*ASSIGNMENT:*
Go through the following data and transcribe exactly the stretch of lines from the one holding "for parent in" to the one holding "pub fn find(&self, name: &str)", both included.

____________________

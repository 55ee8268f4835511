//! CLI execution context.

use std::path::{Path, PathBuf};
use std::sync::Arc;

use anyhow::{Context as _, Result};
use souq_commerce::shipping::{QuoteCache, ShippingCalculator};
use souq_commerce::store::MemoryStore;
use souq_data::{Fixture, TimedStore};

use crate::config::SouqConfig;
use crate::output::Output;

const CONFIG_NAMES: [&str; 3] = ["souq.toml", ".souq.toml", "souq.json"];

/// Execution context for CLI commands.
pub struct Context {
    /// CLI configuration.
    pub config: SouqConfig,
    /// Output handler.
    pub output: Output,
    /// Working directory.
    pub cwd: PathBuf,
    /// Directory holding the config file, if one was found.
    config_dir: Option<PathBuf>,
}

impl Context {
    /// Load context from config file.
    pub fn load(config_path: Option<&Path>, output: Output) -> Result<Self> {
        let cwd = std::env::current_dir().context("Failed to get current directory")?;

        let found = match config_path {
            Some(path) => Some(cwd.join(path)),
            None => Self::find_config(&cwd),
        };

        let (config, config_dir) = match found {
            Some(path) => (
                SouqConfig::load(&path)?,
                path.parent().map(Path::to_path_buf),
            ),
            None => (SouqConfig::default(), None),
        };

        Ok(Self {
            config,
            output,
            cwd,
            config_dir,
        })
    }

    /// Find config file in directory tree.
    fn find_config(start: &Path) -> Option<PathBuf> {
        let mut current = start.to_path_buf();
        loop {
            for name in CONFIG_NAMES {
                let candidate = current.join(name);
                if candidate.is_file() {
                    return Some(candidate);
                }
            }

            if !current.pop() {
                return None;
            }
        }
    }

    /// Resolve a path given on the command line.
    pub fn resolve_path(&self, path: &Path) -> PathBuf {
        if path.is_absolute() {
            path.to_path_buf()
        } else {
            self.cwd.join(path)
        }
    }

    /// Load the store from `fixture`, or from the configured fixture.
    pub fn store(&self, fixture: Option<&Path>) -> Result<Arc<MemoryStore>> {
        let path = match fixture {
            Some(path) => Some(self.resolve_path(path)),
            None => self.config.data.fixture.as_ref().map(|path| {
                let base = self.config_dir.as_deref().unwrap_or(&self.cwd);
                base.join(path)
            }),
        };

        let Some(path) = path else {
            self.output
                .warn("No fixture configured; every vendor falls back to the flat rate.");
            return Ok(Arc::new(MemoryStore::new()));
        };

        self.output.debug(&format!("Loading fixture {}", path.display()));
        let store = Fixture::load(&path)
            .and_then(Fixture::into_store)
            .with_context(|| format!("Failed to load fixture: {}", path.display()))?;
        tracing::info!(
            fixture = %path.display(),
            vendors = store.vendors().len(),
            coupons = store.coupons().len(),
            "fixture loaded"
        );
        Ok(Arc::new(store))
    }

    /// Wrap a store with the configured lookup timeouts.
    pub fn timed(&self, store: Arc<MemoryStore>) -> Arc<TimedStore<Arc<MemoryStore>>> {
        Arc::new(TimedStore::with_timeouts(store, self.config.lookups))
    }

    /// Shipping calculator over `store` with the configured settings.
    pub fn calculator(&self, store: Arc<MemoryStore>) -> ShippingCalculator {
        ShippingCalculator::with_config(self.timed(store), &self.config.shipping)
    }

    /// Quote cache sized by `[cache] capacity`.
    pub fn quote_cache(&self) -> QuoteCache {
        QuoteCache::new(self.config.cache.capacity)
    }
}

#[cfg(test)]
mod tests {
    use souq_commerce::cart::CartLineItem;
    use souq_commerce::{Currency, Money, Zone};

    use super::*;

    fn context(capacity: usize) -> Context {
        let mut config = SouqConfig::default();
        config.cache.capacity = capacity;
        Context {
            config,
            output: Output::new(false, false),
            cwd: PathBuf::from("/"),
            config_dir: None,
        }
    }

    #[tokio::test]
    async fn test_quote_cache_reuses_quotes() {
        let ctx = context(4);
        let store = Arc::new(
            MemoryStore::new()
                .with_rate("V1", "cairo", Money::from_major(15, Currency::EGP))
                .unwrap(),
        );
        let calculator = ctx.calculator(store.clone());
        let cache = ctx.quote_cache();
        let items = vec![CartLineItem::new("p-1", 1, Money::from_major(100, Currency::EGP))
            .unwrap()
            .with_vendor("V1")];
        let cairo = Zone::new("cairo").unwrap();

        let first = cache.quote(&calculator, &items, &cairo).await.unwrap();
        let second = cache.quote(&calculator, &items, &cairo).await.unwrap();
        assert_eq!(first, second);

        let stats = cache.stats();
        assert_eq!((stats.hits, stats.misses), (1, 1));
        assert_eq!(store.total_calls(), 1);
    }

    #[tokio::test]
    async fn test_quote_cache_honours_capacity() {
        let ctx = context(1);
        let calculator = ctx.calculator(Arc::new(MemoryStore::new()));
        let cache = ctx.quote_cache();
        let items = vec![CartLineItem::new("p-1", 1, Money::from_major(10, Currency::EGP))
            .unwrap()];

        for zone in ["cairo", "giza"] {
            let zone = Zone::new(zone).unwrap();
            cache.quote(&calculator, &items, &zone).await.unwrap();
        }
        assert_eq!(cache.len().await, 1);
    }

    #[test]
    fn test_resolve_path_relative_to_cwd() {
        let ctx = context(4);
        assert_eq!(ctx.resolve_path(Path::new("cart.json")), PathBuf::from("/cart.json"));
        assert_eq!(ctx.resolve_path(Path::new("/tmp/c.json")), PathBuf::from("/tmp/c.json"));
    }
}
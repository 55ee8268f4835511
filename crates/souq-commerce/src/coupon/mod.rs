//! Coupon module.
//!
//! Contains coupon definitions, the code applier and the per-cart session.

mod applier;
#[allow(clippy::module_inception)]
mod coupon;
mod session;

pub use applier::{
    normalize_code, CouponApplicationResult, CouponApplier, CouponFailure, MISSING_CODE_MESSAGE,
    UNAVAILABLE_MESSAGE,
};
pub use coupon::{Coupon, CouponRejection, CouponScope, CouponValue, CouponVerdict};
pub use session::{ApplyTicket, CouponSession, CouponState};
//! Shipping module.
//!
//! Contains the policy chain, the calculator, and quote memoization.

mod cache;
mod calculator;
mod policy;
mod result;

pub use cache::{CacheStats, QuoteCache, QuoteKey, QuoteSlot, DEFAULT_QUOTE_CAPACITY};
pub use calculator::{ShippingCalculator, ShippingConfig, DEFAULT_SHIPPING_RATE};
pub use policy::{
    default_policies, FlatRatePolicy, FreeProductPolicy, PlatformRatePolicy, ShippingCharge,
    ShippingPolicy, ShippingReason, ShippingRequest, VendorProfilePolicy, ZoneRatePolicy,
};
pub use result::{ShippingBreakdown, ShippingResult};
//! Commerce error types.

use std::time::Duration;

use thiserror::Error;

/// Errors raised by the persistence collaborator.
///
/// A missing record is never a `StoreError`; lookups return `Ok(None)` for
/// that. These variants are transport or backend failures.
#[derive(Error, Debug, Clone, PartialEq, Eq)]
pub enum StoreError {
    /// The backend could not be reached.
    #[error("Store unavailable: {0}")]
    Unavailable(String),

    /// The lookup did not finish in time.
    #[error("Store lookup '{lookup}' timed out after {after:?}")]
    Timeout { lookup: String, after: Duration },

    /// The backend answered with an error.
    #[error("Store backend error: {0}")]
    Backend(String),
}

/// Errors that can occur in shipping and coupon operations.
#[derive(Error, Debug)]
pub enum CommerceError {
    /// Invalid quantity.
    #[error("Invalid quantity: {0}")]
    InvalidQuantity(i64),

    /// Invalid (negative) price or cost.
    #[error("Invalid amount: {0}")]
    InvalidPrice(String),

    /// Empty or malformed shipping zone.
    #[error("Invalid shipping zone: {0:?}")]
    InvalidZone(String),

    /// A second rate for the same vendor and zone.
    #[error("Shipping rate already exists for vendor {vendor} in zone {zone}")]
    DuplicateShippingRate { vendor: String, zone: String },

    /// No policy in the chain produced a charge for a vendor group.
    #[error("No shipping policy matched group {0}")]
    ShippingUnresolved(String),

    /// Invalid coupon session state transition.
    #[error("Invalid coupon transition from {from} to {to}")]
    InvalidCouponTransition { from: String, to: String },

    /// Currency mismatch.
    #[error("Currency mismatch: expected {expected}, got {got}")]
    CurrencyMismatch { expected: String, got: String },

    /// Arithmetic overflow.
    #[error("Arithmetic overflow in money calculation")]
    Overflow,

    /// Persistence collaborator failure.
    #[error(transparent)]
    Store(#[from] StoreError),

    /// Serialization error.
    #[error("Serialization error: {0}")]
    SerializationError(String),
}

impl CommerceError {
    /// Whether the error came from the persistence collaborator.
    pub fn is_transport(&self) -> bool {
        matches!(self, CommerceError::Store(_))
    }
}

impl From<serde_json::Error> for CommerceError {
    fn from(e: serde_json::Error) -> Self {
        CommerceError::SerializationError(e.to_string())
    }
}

____________________

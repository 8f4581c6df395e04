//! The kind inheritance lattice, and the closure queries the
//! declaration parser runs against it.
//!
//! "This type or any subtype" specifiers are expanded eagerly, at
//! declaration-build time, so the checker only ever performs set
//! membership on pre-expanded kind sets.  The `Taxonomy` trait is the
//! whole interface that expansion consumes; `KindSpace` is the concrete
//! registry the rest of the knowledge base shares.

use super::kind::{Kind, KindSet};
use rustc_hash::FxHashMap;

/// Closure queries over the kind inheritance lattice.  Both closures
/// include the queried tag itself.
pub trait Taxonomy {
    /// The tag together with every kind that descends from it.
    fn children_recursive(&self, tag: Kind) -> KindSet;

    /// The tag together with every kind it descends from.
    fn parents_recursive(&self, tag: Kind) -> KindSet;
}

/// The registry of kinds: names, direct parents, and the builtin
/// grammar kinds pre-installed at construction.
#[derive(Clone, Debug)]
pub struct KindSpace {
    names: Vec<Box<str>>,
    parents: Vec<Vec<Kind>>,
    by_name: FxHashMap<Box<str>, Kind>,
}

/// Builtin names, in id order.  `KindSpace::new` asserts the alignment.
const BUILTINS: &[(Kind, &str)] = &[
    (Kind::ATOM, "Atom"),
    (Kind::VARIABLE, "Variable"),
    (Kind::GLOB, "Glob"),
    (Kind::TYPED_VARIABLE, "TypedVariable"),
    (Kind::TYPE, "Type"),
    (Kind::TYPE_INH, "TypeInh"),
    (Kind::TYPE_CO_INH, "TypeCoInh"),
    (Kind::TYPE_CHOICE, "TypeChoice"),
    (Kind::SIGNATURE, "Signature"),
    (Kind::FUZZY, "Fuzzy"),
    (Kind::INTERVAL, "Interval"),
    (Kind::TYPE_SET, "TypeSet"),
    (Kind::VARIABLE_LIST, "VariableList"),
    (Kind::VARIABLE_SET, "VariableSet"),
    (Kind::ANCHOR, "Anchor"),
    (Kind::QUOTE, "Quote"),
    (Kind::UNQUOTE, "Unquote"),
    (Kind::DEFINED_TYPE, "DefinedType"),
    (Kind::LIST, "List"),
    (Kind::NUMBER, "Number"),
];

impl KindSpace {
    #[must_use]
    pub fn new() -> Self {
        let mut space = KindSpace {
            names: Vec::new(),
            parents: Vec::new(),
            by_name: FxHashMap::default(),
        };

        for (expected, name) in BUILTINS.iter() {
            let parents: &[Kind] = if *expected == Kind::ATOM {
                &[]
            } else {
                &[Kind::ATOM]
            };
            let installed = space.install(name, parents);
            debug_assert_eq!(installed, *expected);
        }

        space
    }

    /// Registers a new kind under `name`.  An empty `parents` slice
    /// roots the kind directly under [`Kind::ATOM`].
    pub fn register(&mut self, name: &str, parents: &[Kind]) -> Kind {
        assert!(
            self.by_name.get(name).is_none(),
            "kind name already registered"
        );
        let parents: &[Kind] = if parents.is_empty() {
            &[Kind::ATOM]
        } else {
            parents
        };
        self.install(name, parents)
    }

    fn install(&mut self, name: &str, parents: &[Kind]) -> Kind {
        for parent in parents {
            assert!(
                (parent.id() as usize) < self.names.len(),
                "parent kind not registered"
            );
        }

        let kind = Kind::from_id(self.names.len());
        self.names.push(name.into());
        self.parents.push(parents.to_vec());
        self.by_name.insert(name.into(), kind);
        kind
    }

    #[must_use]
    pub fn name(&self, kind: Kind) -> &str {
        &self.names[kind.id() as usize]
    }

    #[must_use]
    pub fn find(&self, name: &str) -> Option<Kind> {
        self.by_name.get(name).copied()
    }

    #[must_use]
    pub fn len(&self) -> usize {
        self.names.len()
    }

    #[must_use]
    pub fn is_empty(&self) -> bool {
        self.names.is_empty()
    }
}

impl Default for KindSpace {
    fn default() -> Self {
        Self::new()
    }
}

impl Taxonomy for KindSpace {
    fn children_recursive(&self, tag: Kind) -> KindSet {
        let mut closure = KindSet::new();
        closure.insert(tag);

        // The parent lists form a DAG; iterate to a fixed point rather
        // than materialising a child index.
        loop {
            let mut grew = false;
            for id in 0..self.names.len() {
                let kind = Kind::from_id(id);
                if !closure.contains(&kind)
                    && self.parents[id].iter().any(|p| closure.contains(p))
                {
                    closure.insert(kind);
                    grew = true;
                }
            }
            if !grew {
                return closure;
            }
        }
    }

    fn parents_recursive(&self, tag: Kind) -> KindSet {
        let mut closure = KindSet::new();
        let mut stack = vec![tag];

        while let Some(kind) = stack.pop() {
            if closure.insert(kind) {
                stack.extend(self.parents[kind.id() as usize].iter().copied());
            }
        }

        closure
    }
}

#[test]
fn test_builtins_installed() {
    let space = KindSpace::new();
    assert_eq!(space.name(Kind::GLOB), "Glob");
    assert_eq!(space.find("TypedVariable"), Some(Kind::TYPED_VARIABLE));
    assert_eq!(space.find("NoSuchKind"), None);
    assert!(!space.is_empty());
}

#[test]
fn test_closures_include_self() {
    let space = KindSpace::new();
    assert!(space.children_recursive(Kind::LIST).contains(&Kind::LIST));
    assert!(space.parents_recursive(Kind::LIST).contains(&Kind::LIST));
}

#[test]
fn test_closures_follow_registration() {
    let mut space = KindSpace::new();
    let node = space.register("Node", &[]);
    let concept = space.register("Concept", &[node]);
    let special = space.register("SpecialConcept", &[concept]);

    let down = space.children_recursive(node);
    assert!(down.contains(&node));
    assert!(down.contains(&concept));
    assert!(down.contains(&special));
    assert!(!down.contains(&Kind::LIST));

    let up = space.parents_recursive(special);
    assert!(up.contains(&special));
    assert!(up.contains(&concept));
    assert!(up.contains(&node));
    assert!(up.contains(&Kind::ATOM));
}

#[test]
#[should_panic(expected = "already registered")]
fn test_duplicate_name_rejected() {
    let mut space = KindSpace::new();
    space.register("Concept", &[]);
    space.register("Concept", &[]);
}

____________________

*RESPONSE:*
        for parent in parents {
            assert!(
                (parent.id() as usize) < self.names.len(),
                "parent kind not registered"
            );
        }

        let kind = Kind::from_id(self.names.len());
        self.names.push(name.into());
        self.parents.push(parents.to_vec());
        self.by_name.insert(name.into(), kind);
        kind
    }

    #[must_use]
    pub fn name(&self, kind: Kind) -> &str {
        &self.names[kind.id() as usize]
    }

    #[must_use]
    pub fn find(&self, name: &str) -> Option<Kind> {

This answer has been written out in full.